WORK INSTRUCTION:
Look through the lines below and copy each one that includes "choice".

DATA FOR REVIEW: Begin

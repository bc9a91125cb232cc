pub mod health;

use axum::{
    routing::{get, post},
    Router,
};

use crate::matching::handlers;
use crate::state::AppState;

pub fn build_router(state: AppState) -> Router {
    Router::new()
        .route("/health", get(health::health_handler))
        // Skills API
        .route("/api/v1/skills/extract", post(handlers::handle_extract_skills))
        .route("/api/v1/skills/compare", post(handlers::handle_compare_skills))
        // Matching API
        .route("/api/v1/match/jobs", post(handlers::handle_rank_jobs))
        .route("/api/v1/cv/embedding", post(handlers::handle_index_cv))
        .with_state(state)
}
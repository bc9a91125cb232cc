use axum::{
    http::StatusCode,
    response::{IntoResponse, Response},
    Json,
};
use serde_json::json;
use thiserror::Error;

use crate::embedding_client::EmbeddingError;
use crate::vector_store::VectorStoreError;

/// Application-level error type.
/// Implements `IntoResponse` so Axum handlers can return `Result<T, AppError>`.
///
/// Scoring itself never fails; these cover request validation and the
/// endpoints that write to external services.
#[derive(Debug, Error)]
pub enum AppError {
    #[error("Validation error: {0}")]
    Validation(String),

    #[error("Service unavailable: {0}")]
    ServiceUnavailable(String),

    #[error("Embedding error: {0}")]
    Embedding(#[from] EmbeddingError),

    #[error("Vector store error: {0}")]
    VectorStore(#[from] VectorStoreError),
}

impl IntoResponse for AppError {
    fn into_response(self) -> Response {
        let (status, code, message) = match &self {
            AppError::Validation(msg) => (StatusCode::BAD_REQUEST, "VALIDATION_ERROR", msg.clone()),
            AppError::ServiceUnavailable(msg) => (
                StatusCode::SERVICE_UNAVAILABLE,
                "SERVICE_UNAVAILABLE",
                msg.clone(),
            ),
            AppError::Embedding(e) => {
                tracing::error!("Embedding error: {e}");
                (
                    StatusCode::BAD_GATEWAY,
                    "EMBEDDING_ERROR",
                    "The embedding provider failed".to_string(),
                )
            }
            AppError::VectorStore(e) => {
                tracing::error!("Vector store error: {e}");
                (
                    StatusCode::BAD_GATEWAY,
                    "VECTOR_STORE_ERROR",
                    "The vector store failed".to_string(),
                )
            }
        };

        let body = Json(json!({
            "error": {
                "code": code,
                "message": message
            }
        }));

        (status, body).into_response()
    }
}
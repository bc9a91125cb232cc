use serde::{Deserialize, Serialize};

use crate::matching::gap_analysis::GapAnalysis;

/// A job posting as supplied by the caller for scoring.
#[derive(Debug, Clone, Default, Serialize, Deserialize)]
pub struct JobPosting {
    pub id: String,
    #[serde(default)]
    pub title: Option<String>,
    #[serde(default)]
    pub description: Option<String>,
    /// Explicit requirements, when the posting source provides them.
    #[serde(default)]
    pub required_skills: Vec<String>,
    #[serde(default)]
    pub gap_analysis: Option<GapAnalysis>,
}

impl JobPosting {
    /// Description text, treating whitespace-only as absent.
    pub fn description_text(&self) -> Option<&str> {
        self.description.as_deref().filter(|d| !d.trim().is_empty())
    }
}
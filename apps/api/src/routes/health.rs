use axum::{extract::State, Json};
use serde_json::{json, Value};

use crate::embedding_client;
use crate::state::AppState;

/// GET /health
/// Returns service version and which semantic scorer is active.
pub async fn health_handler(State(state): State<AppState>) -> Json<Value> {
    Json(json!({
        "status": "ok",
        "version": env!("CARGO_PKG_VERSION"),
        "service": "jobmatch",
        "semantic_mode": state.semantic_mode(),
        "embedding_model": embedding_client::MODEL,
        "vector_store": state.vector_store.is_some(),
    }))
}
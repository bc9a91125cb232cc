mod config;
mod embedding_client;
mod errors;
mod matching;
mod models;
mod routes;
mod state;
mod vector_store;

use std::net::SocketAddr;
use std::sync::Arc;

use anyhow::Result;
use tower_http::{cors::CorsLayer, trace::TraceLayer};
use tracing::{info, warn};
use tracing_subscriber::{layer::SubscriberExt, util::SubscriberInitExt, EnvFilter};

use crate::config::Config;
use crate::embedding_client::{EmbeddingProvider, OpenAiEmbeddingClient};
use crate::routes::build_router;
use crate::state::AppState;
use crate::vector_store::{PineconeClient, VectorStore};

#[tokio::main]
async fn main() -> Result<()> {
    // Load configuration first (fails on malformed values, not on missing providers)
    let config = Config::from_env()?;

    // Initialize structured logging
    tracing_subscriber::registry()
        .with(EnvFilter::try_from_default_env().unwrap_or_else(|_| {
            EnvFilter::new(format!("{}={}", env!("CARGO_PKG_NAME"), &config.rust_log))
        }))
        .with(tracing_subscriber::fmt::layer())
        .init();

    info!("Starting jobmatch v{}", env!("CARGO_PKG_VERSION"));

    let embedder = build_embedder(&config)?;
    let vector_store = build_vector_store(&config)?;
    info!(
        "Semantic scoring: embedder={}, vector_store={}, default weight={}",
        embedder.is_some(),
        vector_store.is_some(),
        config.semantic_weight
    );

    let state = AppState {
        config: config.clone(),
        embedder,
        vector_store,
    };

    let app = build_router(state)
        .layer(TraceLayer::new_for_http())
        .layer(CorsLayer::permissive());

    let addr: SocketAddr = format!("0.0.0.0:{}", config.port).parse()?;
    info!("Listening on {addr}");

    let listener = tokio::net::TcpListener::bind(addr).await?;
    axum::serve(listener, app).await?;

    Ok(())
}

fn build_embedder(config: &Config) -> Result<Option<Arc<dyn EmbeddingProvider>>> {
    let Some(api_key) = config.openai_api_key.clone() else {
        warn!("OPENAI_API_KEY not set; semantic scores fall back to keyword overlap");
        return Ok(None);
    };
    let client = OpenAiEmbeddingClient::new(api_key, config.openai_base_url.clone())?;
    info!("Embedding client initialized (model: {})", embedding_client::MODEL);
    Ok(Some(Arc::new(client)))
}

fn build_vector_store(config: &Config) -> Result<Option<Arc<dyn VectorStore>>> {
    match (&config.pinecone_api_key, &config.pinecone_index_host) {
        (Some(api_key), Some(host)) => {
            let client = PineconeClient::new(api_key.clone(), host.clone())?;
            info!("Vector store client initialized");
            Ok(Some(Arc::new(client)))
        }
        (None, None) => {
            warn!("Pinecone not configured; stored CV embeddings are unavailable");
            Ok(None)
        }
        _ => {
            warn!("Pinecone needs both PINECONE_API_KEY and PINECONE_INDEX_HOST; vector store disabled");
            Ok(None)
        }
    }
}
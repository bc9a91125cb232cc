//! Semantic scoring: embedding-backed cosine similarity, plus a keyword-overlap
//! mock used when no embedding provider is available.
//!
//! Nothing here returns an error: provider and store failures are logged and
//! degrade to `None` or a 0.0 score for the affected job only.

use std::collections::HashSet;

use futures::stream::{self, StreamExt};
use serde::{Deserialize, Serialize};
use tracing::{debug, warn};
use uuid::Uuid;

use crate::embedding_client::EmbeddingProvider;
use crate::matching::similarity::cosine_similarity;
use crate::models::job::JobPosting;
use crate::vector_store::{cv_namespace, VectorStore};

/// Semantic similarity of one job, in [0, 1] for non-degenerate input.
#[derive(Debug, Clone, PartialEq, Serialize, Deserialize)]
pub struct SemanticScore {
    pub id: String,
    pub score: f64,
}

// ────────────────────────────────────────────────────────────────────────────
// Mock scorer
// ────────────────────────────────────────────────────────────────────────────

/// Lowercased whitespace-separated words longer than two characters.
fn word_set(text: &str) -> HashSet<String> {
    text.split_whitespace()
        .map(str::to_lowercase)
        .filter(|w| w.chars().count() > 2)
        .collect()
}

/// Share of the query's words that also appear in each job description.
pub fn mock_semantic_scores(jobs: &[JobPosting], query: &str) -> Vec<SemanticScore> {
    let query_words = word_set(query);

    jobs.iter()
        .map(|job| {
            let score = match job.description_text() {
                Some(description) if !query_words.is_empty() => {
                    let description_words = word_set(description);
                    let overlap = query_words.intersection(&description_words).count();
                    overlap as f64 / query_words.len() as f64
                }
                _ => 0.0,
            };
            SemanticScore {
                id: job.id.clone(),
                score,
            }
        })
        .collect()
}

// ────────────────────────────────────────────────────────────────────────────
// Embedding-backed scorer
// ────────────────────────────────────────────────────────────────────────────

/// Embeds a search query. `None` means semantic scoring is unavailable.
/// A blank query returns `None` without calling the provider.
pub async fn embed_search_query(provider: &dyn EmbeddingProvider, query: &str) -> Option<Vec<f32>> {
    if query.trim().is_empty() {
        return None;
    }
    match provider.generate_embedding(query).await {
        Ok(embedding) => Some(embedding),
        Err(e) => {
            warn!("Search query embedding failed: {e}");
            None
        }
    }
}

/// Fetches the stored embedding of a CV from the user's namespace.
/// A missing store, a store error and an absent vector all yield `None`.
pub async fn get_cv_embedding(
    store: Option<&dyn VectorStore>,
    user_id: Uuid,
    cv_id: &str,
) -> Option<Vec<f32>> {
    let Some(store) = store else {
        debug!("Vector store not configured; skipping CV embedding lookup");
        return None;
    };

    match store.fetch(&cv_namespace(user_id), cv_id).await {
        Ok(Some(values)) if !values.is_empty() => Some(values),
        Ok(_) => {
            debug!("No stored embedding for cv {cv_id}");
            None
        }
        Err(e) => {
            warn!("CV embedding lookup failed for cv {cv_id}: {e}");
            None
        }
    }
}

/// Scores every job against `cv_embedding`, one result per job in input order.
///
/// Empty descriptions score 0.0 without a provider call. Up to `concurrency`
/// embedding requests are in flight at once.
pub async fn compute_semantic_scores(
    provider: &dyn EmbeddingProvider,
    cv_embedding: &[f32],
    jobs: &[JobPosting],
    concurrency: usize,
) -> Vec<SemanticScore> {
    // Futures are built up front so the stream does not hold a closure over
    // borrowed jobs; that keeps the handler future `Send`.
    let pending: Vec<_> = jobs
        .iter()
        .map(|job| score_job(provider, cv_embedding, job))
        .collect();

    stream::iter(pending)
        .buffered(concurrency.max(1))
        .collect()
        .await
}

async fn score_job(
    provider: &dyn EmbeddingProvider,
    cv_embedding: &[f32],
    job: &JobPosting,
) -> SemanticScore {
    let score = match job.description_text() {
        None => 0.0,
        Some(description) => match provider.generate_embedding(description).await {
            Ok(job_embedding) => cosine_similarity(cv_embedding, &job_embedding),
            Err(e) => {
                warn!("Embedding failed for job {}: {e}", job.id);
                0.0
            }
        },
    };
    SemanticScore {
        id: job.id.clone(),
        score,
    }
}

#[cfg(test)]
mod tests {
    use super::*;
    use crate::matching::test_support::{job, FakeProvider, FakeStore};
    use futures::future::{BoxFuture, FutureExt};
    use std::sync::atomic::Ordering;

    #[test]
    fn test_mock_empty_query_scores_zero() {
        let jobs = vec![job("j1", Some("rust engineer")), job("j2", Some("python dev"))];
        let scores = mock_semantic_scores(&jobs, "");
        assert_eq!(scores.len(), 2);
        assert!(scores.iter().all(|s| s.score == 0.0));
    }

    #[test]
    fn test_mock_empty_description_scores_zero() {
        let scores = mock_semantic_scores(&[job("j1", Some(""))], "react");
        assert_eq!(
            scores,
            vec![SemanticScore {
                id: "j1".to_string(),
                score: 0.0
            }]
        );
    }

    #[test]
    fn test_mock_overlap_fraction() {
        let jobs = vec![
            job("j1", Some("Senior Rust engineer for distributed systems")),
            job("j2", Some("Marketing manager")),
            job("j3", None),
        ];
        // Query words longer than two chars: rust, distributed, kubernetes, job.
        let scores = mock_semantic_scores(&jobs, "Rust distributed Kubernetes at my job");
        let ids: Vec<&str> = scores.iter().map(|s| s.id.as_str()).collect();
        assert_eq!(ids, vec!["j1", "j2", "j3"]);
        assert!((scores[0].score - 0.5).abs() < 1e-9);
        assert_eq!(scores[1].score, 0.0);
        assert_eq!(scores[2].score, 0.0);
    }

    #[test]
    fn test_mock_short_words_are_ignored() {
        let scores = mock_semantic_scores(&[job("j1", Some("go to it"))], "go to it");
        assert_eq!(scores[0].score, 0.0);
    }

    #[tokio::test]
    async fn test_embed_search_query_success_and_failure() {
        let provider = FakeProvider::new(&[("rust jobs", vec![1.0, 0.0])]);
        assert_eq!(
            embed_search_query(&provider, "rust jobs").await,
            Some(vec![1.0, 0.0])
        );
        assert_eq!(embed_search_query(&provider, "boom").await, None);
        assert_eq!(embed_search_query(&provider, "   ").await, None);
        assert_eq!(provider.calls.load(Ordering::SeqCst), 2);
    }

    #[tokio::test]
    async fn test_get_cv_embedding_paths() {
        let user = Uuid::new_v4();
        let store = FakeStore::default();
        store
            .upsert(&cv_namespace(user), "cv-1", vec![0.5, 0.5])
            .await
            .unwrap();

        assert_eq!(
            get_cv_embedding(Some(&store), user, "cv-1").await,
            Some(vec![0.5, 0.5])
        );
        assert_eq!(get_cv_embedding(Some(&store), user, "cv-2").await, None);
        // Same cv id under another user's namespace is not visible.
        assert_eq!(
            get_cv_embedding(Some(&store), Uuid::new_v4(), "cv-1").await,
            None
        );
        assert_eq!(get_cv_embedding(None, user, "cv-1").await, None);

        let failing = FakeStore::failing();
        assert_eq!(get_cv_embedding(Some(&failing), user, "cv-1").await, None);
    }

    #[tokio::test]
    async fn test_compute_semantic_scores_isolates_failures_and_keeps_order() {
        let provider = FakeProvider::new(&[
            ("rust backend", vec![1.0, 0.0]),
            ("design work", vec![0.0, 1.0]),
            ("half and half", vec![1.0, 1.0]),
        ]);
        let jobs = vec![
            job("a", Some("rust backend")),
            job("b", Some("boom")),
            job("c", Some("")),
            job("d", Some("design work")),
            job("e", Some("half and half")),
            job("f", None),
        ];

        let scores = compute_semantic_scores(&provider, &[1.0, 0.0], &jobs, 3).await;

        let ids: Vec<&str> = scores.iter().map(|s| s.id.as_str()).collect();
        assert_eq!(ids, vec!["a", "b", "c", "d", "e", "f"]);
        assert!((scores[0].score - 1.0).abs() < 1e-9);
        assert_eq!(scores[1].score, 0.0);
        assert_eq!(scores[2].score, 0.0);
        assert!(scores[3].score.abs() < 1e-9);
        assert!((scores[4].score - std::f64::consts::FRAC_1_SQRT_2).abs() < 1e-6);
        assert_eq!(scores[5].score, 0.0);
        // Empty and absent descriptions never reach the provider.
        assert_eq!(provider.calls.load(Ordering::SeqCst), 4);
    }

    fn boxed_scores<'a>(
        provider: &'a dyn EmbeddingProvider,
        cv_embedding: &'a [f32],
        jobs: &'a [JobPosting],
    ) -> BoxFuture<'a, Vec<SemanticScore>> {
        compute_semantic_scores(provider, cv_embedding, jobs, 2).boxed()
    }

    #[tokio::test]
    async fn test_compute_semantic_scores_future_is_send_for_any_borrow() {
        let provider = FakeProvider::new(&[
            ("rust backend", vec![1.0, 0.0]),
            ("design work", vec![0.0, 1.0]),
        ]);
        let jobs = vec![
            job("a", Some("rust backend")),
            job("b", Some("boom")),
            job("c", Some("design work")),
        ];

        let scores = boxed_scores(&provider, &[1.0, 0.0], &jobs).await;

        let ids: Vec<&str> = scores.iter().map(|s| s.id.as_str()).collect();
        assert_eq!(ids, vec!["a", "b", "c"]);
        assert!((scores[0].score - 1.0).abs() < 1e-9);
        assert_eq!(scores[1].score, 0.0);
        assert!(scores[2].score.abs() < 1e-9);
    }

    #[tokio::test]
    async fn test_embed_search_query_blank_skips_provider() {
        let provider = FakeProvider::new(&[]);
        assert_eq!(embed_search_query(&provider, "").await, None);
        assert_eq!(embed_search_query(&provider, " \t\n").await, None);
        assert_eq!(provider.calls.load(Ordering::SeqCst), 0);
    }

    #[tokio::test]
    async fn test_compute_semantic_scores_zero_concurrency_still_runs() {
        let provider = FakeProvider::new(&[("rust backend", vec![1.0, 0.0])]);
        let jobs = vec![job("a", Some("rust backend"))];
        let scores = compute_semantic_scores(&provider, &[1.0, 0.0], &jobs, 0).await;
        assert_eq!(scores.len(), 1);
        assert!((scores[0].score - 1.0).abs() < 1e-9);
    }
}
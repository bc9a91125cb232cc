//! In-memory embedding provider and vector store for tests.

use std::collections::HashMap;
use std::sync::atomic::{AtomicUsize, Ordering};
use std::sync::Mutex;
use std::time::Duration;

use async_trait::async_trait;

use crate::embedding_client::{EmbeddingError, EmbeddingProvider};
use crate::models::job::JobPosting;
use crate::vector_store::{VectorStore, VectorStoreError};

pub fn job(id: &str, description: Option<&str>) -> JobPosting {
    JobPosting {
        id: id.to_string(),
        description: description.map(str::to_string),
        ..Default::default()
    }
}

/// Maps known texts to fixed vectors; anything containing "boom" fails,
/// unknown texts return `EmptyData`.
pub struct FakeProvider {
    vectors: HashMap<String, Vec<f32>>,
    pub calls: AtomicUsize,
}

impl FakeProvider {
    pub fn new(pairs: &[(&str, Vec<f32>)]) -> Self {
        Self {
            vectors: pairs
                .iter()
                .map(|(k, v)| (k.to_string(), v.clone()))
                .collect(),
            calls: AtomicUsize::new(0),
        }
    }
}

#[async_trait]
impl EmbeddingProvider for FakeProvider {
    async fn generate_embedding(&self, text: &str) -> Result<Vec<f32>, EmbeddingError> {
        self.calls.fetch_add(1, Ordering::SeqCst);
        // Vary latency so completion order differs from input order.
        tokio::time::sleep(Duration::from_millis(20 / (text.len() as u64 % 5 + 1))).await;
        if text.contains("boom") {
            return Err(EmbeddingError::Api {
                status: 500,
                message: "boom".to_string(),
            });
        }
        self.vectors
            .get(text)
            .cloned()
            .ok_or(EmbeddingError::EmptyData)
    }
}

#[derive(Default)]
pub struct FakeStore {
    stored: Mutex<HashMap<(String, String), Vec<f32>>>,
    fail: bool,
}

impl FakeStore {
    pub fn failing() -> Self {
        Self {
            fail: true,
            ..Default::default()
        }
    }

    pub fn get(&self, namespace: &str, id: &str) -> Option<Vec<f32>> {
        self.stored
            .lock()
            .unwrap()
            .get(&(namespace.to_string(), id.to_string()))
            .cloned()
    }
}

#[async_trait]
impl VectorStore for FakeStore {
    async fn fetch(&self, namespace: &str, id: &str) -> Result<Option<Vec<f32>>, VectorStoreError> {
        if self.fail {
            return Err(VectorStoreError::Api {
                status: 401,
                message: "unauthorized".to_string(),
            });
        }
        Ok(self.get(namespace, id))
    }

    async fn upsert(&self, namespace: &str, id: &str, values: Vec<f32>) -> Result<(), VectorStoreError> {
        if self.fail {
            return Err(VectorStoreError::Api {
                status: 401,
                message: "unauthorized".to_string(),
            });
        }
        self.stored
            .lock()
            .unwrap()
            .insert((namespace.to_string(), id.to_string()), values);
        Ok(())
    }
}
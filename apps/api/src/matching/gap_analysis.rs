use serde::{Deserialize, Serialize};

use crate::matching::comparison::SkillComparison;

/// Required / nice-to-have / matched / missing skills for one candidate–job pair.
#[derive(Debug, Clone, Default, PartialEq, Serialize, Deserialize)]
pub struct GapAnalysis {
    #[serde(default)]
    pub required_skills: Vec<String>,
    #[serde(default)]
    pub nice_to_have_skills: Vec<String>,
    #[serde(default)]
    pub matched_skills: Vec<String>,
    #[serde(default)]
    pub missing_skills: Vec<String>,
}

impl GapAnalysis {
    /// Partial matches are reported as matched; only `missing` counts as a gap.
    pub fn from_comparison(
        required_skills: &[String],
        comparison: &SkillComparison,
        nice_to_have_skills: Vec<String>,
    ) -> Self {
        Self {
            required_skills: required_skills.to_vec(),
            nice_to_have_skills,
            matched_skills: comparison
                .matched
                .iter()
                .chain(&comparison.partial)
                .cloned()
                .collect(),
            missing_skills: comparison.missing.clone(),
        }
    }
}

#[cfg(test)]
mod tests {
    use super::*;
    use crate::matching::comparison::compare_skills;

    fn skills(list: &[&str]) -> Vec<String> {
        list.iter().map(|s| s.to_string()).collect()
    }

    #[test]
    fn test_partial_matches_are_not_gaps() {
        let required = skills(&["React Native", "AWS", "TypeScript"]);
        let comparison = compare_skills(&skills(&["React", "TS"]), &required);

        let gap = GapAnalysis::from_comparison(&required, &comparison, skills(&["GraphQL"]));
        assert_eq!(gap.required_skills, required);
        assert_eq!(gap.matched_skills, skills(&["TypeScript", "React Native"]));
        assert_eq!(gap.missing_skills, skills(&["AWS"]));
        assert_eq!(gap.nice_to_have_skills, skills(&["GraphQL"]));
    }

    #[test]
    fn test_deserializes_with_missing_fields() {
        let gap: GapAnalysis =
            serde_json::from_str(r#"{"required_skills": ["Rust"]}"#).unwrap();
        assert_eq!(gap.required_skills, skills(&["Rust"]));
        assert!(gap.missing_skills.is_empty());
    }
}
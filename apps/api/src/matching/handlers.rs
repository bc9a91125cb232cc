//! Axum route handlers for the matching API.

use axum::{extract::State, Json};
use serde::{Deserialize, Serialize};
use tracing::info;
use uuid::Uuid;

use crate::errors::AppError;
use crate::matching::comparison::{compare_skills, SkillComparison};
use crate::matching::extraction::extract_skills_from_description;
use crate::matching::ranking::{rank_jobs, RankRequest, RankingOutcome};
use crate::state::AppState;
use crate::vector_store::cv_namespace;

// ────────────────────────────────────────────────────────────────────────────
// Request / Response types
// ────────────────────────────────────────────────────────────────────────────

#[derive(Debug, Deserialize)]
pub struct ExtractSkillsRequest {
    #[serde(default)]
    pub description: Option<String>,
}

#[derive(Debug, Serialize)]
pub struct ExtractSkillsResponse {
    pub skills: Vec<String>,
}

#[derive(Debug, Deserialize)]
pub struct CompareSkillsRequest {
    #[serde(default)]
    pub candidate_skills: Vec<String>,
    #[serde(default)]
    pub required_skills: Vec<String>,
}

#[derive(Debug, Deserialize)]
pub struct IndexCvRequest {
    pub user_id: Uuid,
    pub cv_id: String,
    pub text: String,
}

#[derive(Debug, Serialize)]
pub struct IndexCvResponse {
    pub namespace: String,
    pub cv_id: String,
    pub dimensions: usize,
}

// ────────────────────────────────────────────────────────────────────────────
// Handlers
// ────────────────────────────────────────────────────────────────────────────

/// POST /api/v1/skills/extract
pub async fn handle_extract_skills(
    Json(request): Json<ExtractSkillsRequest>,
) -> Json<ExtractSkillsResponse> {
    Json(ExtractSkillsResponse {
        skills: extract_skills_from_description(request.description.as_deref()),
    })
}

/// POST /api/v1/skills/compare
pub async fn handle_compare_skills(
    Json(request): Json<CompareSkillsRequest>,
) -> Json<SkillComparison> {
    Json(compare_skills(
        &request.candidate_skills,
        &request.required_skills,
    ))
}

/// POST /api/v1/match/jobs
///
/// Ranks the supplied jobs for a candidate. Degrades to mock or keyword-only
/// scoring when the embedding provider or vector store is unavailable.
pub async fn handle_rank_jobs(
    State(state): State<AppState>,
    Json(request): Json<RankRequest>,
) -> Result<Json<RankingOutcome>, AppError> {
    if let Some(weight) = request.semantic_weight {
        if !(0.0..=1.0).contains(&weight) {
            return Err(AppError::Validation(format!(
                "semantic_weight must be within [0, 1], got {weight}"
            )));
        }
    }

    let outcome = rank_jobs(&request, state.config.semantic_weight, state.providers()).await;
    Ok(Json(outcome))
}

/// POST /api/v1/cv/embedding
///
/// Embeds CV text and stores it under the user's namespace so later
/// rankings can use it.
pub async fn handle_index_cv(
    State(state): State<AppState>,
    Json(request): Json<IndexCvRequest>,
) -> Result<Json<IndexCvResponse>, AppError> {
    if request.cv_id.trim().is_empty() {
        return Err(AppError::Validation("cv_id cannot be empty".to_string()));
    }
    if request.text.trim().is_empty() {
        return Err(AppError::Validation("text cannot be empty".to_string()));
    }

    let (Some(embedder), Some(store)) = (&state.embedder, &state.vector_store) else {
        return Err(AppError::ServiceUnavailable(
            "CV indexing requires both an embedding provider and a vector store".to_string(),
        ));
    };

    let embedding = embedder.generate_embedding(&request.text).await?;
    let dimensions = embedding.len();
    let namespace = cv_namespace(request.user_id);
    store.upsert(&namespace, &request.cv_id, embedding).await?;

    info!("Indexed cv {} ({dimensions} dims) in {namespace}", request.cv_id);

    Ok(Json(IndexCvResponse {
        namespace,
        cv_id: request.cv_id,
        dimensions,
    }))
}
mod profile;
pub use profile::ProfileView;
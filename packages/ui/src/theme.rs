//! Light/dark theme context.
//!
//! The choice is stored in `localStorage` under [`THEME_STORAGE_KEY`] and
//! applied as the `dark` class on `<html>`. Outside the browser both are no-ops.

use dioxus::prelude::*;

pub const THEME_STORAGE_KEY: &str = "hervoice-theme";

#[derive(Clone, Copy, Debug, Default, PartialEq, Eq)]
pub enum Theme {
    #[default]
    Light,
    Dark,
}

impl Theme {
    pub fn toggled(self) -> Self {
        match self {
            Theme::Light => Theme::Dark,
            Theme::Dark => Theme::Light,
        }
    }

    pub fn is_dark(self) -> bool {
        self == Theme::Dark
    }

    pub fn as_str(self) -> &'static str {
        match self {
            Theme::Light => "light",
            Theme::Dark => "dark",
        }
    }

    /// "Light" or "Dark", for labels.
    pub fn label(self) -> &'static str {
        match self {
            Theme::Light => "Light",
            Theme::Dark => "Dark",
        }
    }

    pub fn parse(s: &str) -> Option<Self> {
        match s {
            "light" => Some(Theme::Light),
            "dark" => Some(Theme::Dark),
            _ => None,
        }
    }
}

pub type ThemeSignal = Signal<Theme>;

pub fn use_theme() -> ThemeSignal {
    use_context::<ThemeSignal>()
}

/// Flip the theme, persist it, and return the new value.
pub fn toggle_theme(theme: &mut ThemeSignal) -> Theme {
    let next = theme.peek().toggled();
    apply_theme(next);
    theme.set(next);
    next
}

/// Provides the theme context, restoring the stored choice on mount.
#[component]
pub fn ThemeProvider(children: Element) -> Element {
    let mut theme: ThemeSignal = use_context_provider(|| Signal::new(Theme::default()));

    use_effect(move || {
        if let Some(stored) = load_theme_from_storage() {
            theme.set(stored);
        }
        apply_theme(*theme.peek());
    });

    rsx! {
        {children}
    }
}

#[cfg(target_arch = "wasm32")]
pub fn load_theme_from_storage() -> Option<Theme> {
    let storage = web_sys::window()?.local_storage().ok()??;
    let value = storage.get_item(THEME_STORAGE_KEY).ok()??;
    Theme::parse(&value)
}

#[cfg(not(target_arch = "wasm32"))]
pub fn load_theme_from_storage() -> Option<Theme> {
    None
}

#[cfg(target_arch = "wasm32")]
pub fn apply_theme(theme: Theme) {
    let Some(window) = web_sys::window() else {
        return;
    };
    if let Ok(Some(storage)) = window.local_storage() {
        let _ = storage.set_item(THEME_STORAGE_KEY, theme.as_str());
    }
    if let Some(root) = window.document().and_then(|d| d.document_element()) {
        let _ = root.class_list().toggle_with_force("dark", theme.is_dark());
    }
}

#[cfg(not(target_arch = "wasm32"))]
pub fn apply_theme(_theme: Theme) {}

DATA FOR REVIEW: End

ANSWER TO THIS EXERCISE:
//! The choice is stored in `localStorage` under [`THEME_STORAGE_KEY`] and
/// Provides the theme context, restoring the stored choice on mount.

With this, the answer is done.